HIRO is the other main HARP replacement program, and it stands for the Fannie Mae High Loan-to-Value Refinance option.

What Do They Do?

Fannie Mae and Freddie Mac are Enterprises created by Congress in order to bring both stability and affordability to the mortgage market.

They buy mortgages from lenders and either hold them or sell them as mortgage-backed securities. This frees up money for the lenders to engage in further lending.

They both provide refinancing options to those who already have mortgages with either Fannie Mae or Freddie Mac and owe more than 97% of their home’s value.

Traditional refinance options require you to have at least 3% equity before they will even consider you.

Using one of the two programs, you may be able to refinance your mortgage even if you owe more than it is currently worth (i.e. you’re in negative equity).

These refinance options are available to homeowners who wouldn’t ordinarily qualify for standard refinance programs because of how much they owe against the value of their home.

Why Should You Consider Using HARP Replacement Options?

Using either the Freddie Mac or Fannie Mae HARP replacement refinancing options can help you to decrease the term of your existing loan.

It may also reduce your overall monthly payments as well as lowering the amount of interest you pay both monthly and throughout the term of the loan.

This is therefore going to save you money every month that can be used in other ways, such as paying off other debt or providing you with some disposable income.

It can be incredibly demoralizing to feel like you’re stuck paying a mortgage without ever making any progress in paying off the loan.

Looking into the new Fannie Mae and Freddie Mac refinance programs gives you options again.

FMERR and High-LTV Refinance Program Eligibility

To be eligible to apply for refinancing under the program, you must:

  • Have a loan owned by Fannie Mae or Freddie Mac with a note date on or after October 1, 2017. You can check your eligibility using either the Fannie Mae or Freddie Mac lookup tool.
  • Owe more than 97% of the home’s value (if it is a single-family home and your primary residence). This refinancing option is available only to homeowners with high loan-to-value ratios. If you owe less than 97%, you may qualify for traditional forms of refinancing.
  • Have had no late payments within the last six months
  • Have no more than one missed payment over the last 12 months
  • Have a stable and predictable income
  • Be in receipt of at least one of the following benefits from refinancing: a reduction in the monthly principal and interest payment, a lower interest rate, a shorter loan term, or a more stable loan product (i.e. moving to a fixed-rate mortgage)
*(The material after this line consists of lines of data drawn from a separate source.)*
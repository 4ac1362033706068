//! Requested operators and polarity.

use std::fmt;
use std::str::FromStr;

use lucene_ast::Operator;
use serde::{Deserialize, Serialize};

/// An operator that filters can be joined by.
///
/// Each has exactly one negated form in the query grammar, see
/// [`PositiveOperator::negate`].
#[derive(Debug, Clone, Copy, Default, PartialEq, Eq, Hash, Serialize, Deserialize)]
#[serde(rename_all = "lowercase")]
pub enum PositiveOperator {
    /// Filters separated by whitespace only.
    #[default]
    Implicit,
    /// `AND`
    And,
    /// `OR`
    Or,
}

impl PositiveOperator {
    /// Returns the operator expressing `NOT` of this one.
    ///
    /// ```
    /// use lucene_ast::Operator;
    /// use lucene_filters::PositiveOperator;
    ///
    /// assert_eq!(PositiveOperator::Implicit.negate(), Operator::Not);
    /// assert_eq!(PositiveOperator::And.negate(), Operator::AndNot);
    /// assert_eq!(PositiveOperator::Or.negate(), Operator::OrNot);
    /// ```
    pub fn negate(self) -> Operator {
        match self {
            PositiveOperator::Implicit => Operator::Not,
            PositiveOperator::And => Operator::AndNot,
            PositiveOperator::Or => Operator::OrNot,
        }
    }

    /// Returns the lowercase name used in configuration and on the command line.
    pub fn as_str(self) -> &'static str {
        match self {
            PositiveOperator::Implicit => "implicit",
            PositiveOperator::And => "and",
            PositiveOperator::Or => "or",
        }
    }
}

impl From<PositiveOperator> for Operator {
    fn from(operator: PositiveOperator) -> Self {
        match operator {
            PositiveOperator::Implicit => Operator::Implicit,
            PositiveOperator::And => Operator::And,
            PositiveOperator::Or => Operator::Or,
        }
    }
}

impl fmt::Display for PositiveOperator {
    fn fmt(&self, f: &mut fmt::Formatter<'_>) -> fmt::Result {
        fmt::Display::fmt(&Operator::from(*self), f)
    }
}

impl FromStr for PositiveOperator {
    type Err = String;

    fn from_str(s: &str) -> Result<Self, Self::Err> {
        match s.to_ascii_lowercase().as_str() {
            "implicit" | "<implicit>" => Ok(PositiveOperator::Implicit),
            "and" => Ok(PositiveOperator::And),
            "or" => Ok(PositiveOperator::Or),
            _ => Err(format!(
                "unknown operator '{s}', expected one of: implicit, and, or"
            )),
        }
    }
}

/// Whether filters are asserted or negated by `NOT`.
#[derive(Debug, Clone, Copy, Default, PartialEq, Eq, Hash)]
pub enum Polarity {
    /// Not under a `NOT`.
    #[default]
    Positive,
    /// Under a `NOT`.
    Negative,
}

impl Polarity {
    pub fn is_positive(self) -> bool {
        self == Polarity::Positive
    }
}
//! Filters command implementation.
//!
//! Parses a query and prints the filters it holds at each polarity.

use lucene_filters::{split_by_polarity, FieldRegistry, PositiveOperator, Rejection};

use super::{CommandContext, CommandError, Result};
use crate::output::{format_filters_json, format_filters_table};

/// Options for the filters command.
#[derive(Debug)]
pub struct FiltersOptions {
    /// Query text.
    pub query: String,
    /// Operator joining the filters.
    pub operator: PositiveOperator,
}

/// Executes the filters command.
pub fn execute(ctx: &CommandContext, registry: &FieldRegistry, opts: &FiltersOptions) -> Result<()> {
    let node = lucene_ast::parse(&opts.query)?;
    let (positive, negative) =
        split_by_polarity(&node, registry, opts.operator).map_err(|rejection| match rejection {
            Rejection::UnknownField { name } => CommandError::unknown_field(registry, &name),
            other => CommandError::Rejected(other),
        })?;

    if ctx.verbose {
        eprintln!(
            "{} positive, {} negative filter(s) with operator {}",
            positive.len(),
            negative.len(),
            opts.operator
        );
    }

    if ctx.json_output {
        let output = format_filters_json(&opts.query, opts.operator, &positive, &negative)?;
        println!("{output}");
    } else if !ctx.quiet {
        print!("{}", format_filters_table(&positive, &negative, ctx.use_colors));
    }

    Ok(())
}
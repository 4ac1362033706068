//! Common helper functions for output formatting.

use owo_colors::OwoColorize;

/// Truncates a string to a maximum number of characters.
pub fn truncate_str(s: &str, max_len: usize) -> String {
    if s.chars().count() > max_len {
        let kept: String = s.chars().take(max_len.saturating_sub(3)).collect();
        format!("{kept}...")
    } else {
        s.to_string()
    }
}

/// Formats a table header line, dimmed when colors are on.
pub fn format_header(header: &str, use_colors: bool) -> String {
    if use_colors {
        format!("{}\n", header.dimmed())
    } else {
        format!("{header}\n")
    }
}

#[cfg(test)]
mod tests {
    use super::*;

    #[test]
    fn test_truncate_str() {
        assert_eq!(truncate_str("short", 10), "short");
        assert_eq!(truncate_str("a-very-long-field-name", 10), "a-very-...");
        assert_eq!(truncate_str("größenfeld", 8), "größe...");
    }

    #[test]
    fn test_format_header_plain() {
        assert_eq!(format_header("Name", false), "Name\n");
    }
}
//! Error types for filter conversion and field registries.

use std::fmt;
use std::io;
use std::path::PathBuf;

use lucene_ast::Operator;
use thiserror::Error;

use crate::field::FieldType;
use crate::operator::PositiveOperator;

/// Result type for query-to-filter conversion.
pub type DeserializeResult<T> = Result<T, Rejection>;

/// Result type for filter construction.
pub type FilterResult<T> = Result<T, FilterError>;

/// Result type for registry construction and loading.
pub type RegistryResult<T> = Result<T, RegistryError>;

/// A query that cannot be represented as a list of typed filters.
///
/// Every variant means the same thing to a caller: the query is outside the
/// supported subset and should be edited as raw text. The variant only says
/// which construct triggered the rejection.
#[derive(Debug, Clone, Error, PartialEq)]
pub enum Rejection {
    /// A term carries a modifier that has no typed equivalent.
    #[error("term on field '{field}' uses unsupported {modifier}")]
    UnsupportedModifier {
        /// Field of the offending term.
        field: String,
        /// The modifier found.
        modifier: Modifier,
    },

    /// The field name is not in the registry.
    #[error("unknown field '{name}'")]
    UnknownField {
        /// The field name as written in the query.
        name: String,
    },

    /// A range was given for a field that does not hold ranges.
    #[error("field '{field}' does not accept a range")]
    UnexpectedRange {
        /// The field name.
        field: String,
    },

    /// A single term was given for a range field.
    #[error("field '{field}' expects a range")]
    MissingRange {
        /// The field name.
        field: String,
    },

    /// Text that should be numeric is not.
    #[error("'{text}' is not a valid {field_type} for field '{field}'")]
    InvalidNumber {
        /// The field name.
        field: String,
        /// The field type the text was parsed as.
        field_type: FieldType,
        /// The offending text.
        text: String,
    },

    /// Text for a boolean field is neither `true` nor `false`.
    #[error("'{text}' is not a boolean for field '{field}'")]
    InvalidBoolean {
        /// The field name.
        field: String,
        /// The offending text.
        text: String,
    },

    /// The query joins filters with an operator other than the requested one
    /// or its negation.
    #[error("operator {found} cannot be used when filters are joined by {requested}")]
    UnsupportedOperator {
        /// The operator found in the query.
        found: Operator,
        /// The operator filters were requested for.
        requested: PositiveOperator,
    },

    /// A parenthesized group is attached to a field that is not an enum.
    #[error("field '{field}' does not accept a parenthesized group")]
    GroupedNonEnumField {
        /// The field name.
        field: String,
    },

    /// A parenthesized enum group is not a plain `OR` chain of values.
    #[error("malformed enum group: {reason}")]
    MalformedEnumGroup {
        /// What is wrong with the group.
        reason: &'static str,
    },

    /// The query is nested deeper than the walker allows.
    #[error("query nested deeper than {limit} levels")]
    NestingTooDeep {
        /// The nesting limit.
        limit: usize,
    },
}

impl Rejection {
    pub(crate) fn unknown_field(name: impl Into<String>) -> Self {
        Rejection::UnknownField { name: name.into() }
    }

    pub(crate) fn malformed_enum_group(reason: &'static str) -> Self {
        Rejection::MalformedEnumGroup { reason }
    }
}

/// Term modifiers without a typed-filter equivalent.
#[derive(Debug, Clone, Copy, PartialEq, Eq)]
pub enum Modifier {
    /// `term^2`
    Boost,
    /// `+term` / `-term`
    Prefix,
    /// `/term/`
    Regex,
    /// `term~0.8`
    Similarity,
    /// `"a b"~2`
    Proximity,
}

impl fmt::Display for Modifier {
    fn fmt(&self, f: &mut fmt::Formatter<'_>) -> fmt::Result {
        f.write_str(match self {
            Modifier::Boost => "boost",
            Modifier::Prefix => "prefix operator",
            Modifier::Regex => "regular expression",
            Modifier::Similarity => "fuzzy similarity",
            Modifier::Proximity => "proximity",
        })
    }
}

/// Errors that can occur when building a [`Filter`](crate::Filter).
#[derive(Debug, Clone, Error, PartialEq, Eq)]
pub enum FilterError {
    /// The value's shape does not match the field's declared type.
    #[error("field '{field}' is of type {expected}, got a {found} value")]
    ValueTypeMismatch {
        /// The field name.
        field: String,
        /// The declared field type.
        expected: FieldType,
        /// The kind of value supplied.
        found: &'static str,
    },

    /// A float value is NaN or infinite.
    #[error("field '{field}' requires finite numbers")]
    NonFiniteValue {
        /// The field name.
        field: String,
    },
}

/// Errors that can occur when building or loading a field registry.
#[derive(Debug, Error)]
pub enum RegistryError {
    /// Two descriptors share a name.
    #[error("field '{name}' is defined more than once")]
    DuplicateField {
        /// The repeated name.
        name: String,
    },

    /// A descriptor's default value does not fit its type.
    #[error("invalid default value: {0}")]
    InvalidDefault(#[source] FilterError),

    /// I/O error while reading a registry file.
    #[error("failed to read field registry '{path}': {source}")]
    ReadError {
        /// The path that failed to read.
        path: PathBuf,
        /// The underlying I/O error.
        #[source]
        source: io::Error,
    },

    /// TOML deserialization error.
    #[error("TOML error: {0}")]
    Toml(#[from] toml::de::Error),

    /// JSON deserialization error.
    #[error("JSON error: {0}")]
    Json(#[from] serde_json::Error),
}
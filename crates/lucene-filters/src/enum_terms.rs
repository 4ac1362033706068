use lucene_ast::{Node, Operator, IMPLICIT_FIELD};

use crate::error::{DeserializeResult, Rejection};

/// Extracts the values of a parenthesized enum group such as
/// `field:(red OR "black and white" OR blue)`.
///
/// Every value must be a plain term without a field of its own, and values
/// must be joined by `OR`. Nested groups continuing the chain are followed,
/// so `(a OR (b OR c))` reads as `[a, b, c]`.
///
/// # Errors
///
/// Rejects the group with `Rejection::MalformedEnumGroup` when any value is
/// not a plain term, an operator other than `OR` appears, or a group in the
/// chain opens with `NOT` or names another field.
///
/// ```
/// use lucene_ast::Node;
/// use lucene_filters::extract_enum_terms;
///
/// let Node::LeftOnly(top) = lucene_ast::parse("color:(red OR blue)").unwrap() else {
///     unreachable!()
/// };
/// assert_eq!(extract_enum_terms(&top.left).unwrap(), vec!["red", "blue"]);
/// ```
pub fn extract_enum_terms(group: &Node) -> DeserializeResult<Vec<String>> {
    let mut terms = Vec::new();
    let mut node = group;

    loop {
        let (left, rest) = match node {
            Node::LeftOnly(group) if !group.start_not => (&*group.left, None),
            Node::Binary(group) if !group.start_not => {
                (&*group.left, Some((group.operator, &*group.right)))
            }
            Node::LeftOnly(_) | Node::Binary(_) => {
                return Err(Rejection::malformed_enum_group("negated values"));
            }
            Node::Term(_) | Node::RangedTerm(_) => {
                return Err(Rejection::malformed_enum_group("expected a group"));
            }
        };
        terms.push(enum_value(left)?);

        let Some((operator, right)) = rest else {
            return Ok(terms);
        };
        if operator != Operator::Or {
            return Err(Rejection::malformed_enum_group("values must be joined by OR"));
        }

        match right {
            Node::Term(_) => {
                terms.push(enum_value(right)?);
                return Ok(terms);
            }
            Node::RangedTerm(_) => {
                return Err(Rejection::malformed_enum_group("ranges are not enum values"));
            }
            next => {
                if next.field().is_some_and(|field| field != IMPLICIT_FIELD) {
                    return Err(Rejection::malformed_enum_group("nested field group"));
                }
                node = next;
            }
        }
    }
}

fn enum_value(node: &Node) -> DeserializeResult<String> {
    match node {
        Node::Term(term) if term.field == IMPLICIT_FIELD && !term.has_modifiers() => {
            Ok(term.term.clone())
        }
        Node::Term(_) => Err(Rejection::malformed_enum_group(
            "values must be plain terms without a field",
        )),
        _ => Err(Rejection::malformed_enum_group("values must be terms")),
    }
}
Advantages Of Applying For A High-LTV Refinance

There are a number of advantages that come with applying for a high-LTV loan over a traditional refinance. These are that:

  • They don’t require a minimum credit score
  • They don’t mandate a maximum debt-to-income or loan-to-value ratio limit for fixed-rate loans. I.e. even if your mortgage is $200,000 and your home is only worth $175,000, you could still refinance even though the loan-to-value is 112.5%.
  • They have a streamlined application and documentation process. There’s no need to prove your income and assets.  
  • It helps homeowners to get out of the trap of feeling stuck paying above-market mortgage rates but having no refinance options. This helps qualifying borrowers to pay less on their mortgage every month and make it more affordable and inevitably avoid foreclosure.
  • You don’t have to pay for new mortgage insurance when you refinance this way. This can help to save you more money on your monthly mortgage payment.

How To Get Help

Do you think you could benefit from the new Fannie Mae or Freddie Mac refinance programs?

If you’ve been turned away by traditional lenders, or don’t think you would be eligible, you can ask Fannie Mae or Freddie Mae.

They will tell you if you qualify for one of the HARP replacement programs.

You can also contact your current lender to see if they have any options for you to explore in mortgage relief.